Directions for this task:
Some entries follow. Reproduce exactly the lines starting at the one with "pub fn position(&self)" and stopping after the one with "pub fn clear(&mut".

:: Provided material

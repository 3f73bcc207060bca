//! Caller-owned destination buffers for tile readback.

use crate::context::PixelFormat;

/// A pixel destination buffer with a position/limit cursor.
///
/// The grid never allocates or resizes one of these. Callers allocate a
/// buffer sized for the expected readback, hand it to the grid, and reclaim
/// it afterwards. The cursor follows the classic flip protocol:
/// [`clear`](PixelBuffer::clear) resets position and limit without touching
/// contents, writes advance the position, and [`flip`](PixelBuffer::flip)
/// marks the written extent so consumers can see exactly which bytes the
/// last readback produced.
///
/// # Example
///
/// ```
/// use tilemosaic::buffer::PixelBuffer;
/// use tilemosaic::context::PixelFormat;
///
/// let mut buffer = PixelBuffer::for_image(PixelFormat::Rgba8, 16, 16);
/// assert_eq!(buffer.capacity(), 16 * 16 * 4);
///
/// buffer.clear();
/// buffer.set_position(64);
/// buffer.flip();
/// assert_eq!(buffer.written().len(), 64);
/// ```
#[derive(Debug, Clone)]
pub struct PixelBuffer {
    format: PixelFormat,
    data: Vec<u8>,
    position: usize,
    limit: usize,
}

impl PixelBuffer {
    /// Allocates a zero-filled buffer with the given byte capacity.
    ///
    /// Position starts at 0 and the limit at the capacity.
    pub fn allocate(format: PixelFormat, capacity: usize) -> Self {
        Self {
            format,
            data: vec![0; capacity],
            position: 0,
            limit: capacity,
        }
    }

    /// Allocates a buffer sized for a tightly packed `width` x `height`
    /// image in `format`.
    ///
    /// This capacity is sufficient for the grid's image-destination
    /// readback, which packs rows at the image width with alignment 1.
    pub fn for_image(format: PixelFormat, width: u32, height: u32) -> Self {
        let capacity = width as usize * height as usize * format.bytes_per_pixel();
        Self::allocate(format, capacity)
    }

    /// Returns the pixel format readbacks into this buffer use.
    pub fn format(&self) -> PixelFormat {
        self.format
    }

    /// Returns the per-pixel byte count of the buffer's format.
    pub fn bytes_per_pixel(&self) -> usize {
        self.format.bytes_per_pixel()
    }

    /// Returns the total byte capacity.
    pub fn capacity(&self) -> usize {
        self.data.len()
    }

    /// Returns the current cursor position.
    pub fn position(&self) -> usize {
        self.position
    }

    /// Returns the current limit.
    pub fn limit(&self) -> usize {
        self.limit
    }

    /// Resets position to 0 and the limit to the capacity.
    ///
    /// Contents are not erased; this only rewinds the cursor for a new
    /// readback.
    pub fn clear(&mut self) {
        self.position = 0;
        self.limit = self.data.len();
    }

    /// Moves the cursor to `position`.
    ///
    /// # Panics
    ///
    /// Panics if `position` exceeds the current limit.
    pub fn set_position(&mut self, position: usize) {
        assert!(
            position <= self.limit,
            "position {} exceeds limit {}",
            position,
            self.limit
        );
        self.position = position;
    }

    /// Flips the buffer: the limit becomes the current position and the
    /// position rewinds to 0, marking the extent written so far.
    pub fn flip(&mut self) {
        self.limit = self.position;
        self.position = 0;
    }

    /// Returns whether the buffer can hold `required` bytes.
    pub fn has_capacity(&self, required: usize) -> bool {
        required <= self.data.len()
    }

    /// Returns the bytes between the position and the limit, the written
    /// extent after a [`flip`](PixelBuffer::flip).
    pub fn written(&self) -> &[u8] {
        &self.data[self.position..self.limit]
    }

    /// Returns the full backing storage.
    pub fn as_slice(&self) -> &[u8] {
        &self.data
    }

    /// Returns the full backing storage mutably.
    pub fn as_mut_slice(&mut self) -> &mut [u8] {
        &mut self.data
    }
}

#[cfg(test)]
mod tests {
    use super::*;

    #[test]
    fn test_allocate_zero_filled_with_full_limit() {
        let buffer = PixelBuffer::allocate(PixelFormat::Rgba8, 64);
        assert_eq!(buffer.capacity(), 64);
        assert_eq!(buffer.position(), 0);
        assert_eq!(buffer.limit(), 64);
        assert!(buffer.as_slice().iter().all(|&b| b == 0));
    }

    #[test]
    fn test_for_image_sizes_from_format() {
        let buffer = PixelBuffer::for_image(PixelFormat::Rgb8, 5, 4);
        assert_eq!(buffer.capacity(), 60);
        assert_eq!(buffer.bytes_per_pixel(), 3);
    }

    #[test]
    fn test_clear_rewinds_without_erasing() {
        let mut buffer = PixelBuffer::allocate(PixelFormat::Gray8, 8);
        buffer.as_mut_slice()[0] = 0xFF;
        buffer.set_position(4);
        buffer.flip();
        buffer.clear();
        assert_eq!(buffer.position(), 0);
        assert_eq!(buffer.limit(), 8);
        assert_eq!(buffer.as_slice()[0], 0xFF);
    }

    #[test]
    fn test_flip_marks_written_extent() {
        let mut buffer = PixelBuffer::allocate(PixelFormat::Rgba8, 32);
        buffer.set_position(12);
        buffer.flip();
        assert_eq!(buffer.position(), 0);
        assert_eq!(buffer.limit(), 12);
        assert_eq!(buffer.written().len(), 12);
    }

    #[test]
    fn test_written_respects_position_after_flip() {
        let mut buffer = PixelBuffer::allocate(PixelFormat::Rgba8, 16);
        for (i, byte) in buffer.as_mut_slice().iter_mut().enumerate() {
            *byte = i as u8;
        }
        buffer.set_position(8);
        buffer.flip();
        assert_eq!(buffer.written(), &[0, 1, 2, 3, 4, 5, 6, 7]);
    }

    #[test]
    fn test_has_capacity_boundary() {
        let buffer = PixelBuffer::allocate(PixelFormat::Rgba8, 64);
        assert!(buffer.has_capacity(64));
        assert!(!buffer.has_capacity(65));
    }

    #[test]
    #[should_panic(expected = "exceeds limit")]
    fn test_set_position_past_limit_panics() {
        let mut buffer = PixelBuffer::allocate(PixelFormat::Rgba8, 16);
        buffer.set_position(17);
    }
}
//! Frame-loop interception for tiled rendering.
//!
//! Rendering loops typically own their listeners and call them once per
//! frame. [`FrameDriver`] slots a [`TileGrid`](crate::grid::TileGrid) into
//! such a loop without the listeners noticing: it moves them into reserve,
//! installs an interceptor in their place, and replays every notification
//! to them with each display bracketed by begin/end tile calls. One host
//! frame renders one tile.
//!
//! # Architecture
//!
//! ```text
//!  FrameLoop (caller's render loop)
//!  │ display()
//!  ▼
//!  TiledListener ──── begin_tile ──► TileGrid
//!  │   reserved listeners' display      │
//!  │◄─── end_tile (readback, advance) ──┘
//!  ▼
//!  FrameDriver::display → Ok(more tiles?)
//! ```

mod frame_driver;
mod listener;

pub use frame_driver::FrameDriver;
pub use listener::{FrameListener, FrameLoop};
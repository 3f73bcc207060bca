//! Pixel-store state and packed row arithmetic.
//!
//! Readback writes rows into client memory governed by the pack parameters:
//! an optional row length overriding the rectangle width, a row alignment,
//! and skip offsets. The grid saves the caller's state, resets it to the
//! defaults, reconfigures the pack direction for stitching, and restores the
//! caller's state when the readback completes or fails.

/// Pixel-store parameters for one transfer direction.
///
/// Field meanings follow the usual client-memory conventions: `row_length`
/// of zero means rows are as wide as the transferred rectangle, `alignment`
/// rounds each row start up to a byte multiple, and the skip values offset
/// the first pixel written. The defaults are the conventional GL defaults
/// (row length 0, alignment 4, no skip).
#[derive(Debug, Clone, Copy, PartialEq, Eq)]
pub struct PixelStore {
    /// Row width in pixels used for stride computation; 0 means the
    /// rectangle width.
    pub row_length: u32,
    /// Byte alignment of each row start.
    pub alignment: u32,
    /// Pixels skipped at the start of each row.
    pub skip_pixels: u32,
    /// Rows skipped at the start of the transfer.
    pub skip_rows: u32,
}

impl Default for PixelStore {
    fn default() -> Self {
        Self {
            row_length: 0,
            alignment: 4,
            skip_pixels: 0,
            skip_rows: 0,
        }
    }
}

impl PixelStore {
    /// Returns the byte stride between consecutive rows for a rectangle of
    /// the given width under this pack state.
    pub fn row_stride(&self, width: u32, bytes_per_pixel: usize) -> usize {
        let row_pixels = if self.row_length > 0 {
            self.row_length
        } else {
            width
        };
        let raw = row_pixels as usize * bytes_per_pixel;
        let alignment = self.alignment.max(1) as usize;
        raw.div_ceil(alignment) * alignment
    }

    /// Returns the total bytes a `width` x `height` rectangle occupies in
    /// client memory under this pack state.
    ///
    /// The final row is not padded out to the stride, so the result is the
    /// exact extent touched by a readback, not a stride multiple.
    pub fn byte_size(&self, width: u32, height: u32, bytes_per_pixel: usize) -> usize {
        if width == 0 || height == 0 {
            return 0;
        }
        let stride = self.row_stride(width, bytes_per_pixel);
        stride * (height as usize - 1) + width as usize * bytes_per_pixel
    }
}

/// Complete pixel-store state: pack (readback) and unpack (upload)
/// directions.
#[derive(Debug, Clone, Copy, PartialEq, Eq, Default)]
pub struct PixelStoreState {
    /// Parameters governing reads from the framebuffer into client memory.
    pub pack: PixelStore,
    /// Parameters governing writes from client memory.
    pub unpack: PixelStore,
}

::::

Answer to the exercise:
    pub fn position(&self) -> usize {
        self.position
    }

    /// Returns the current limit.
    pub fn limit(&self) -> usize {
        self.limit
    }

    /// Resets position to 0 and the limit to the capacity.
    ///
    /// Contents are not erased; this only rewinds the cursor for a new
    /// readback.
    pub fn clear(&mut self) {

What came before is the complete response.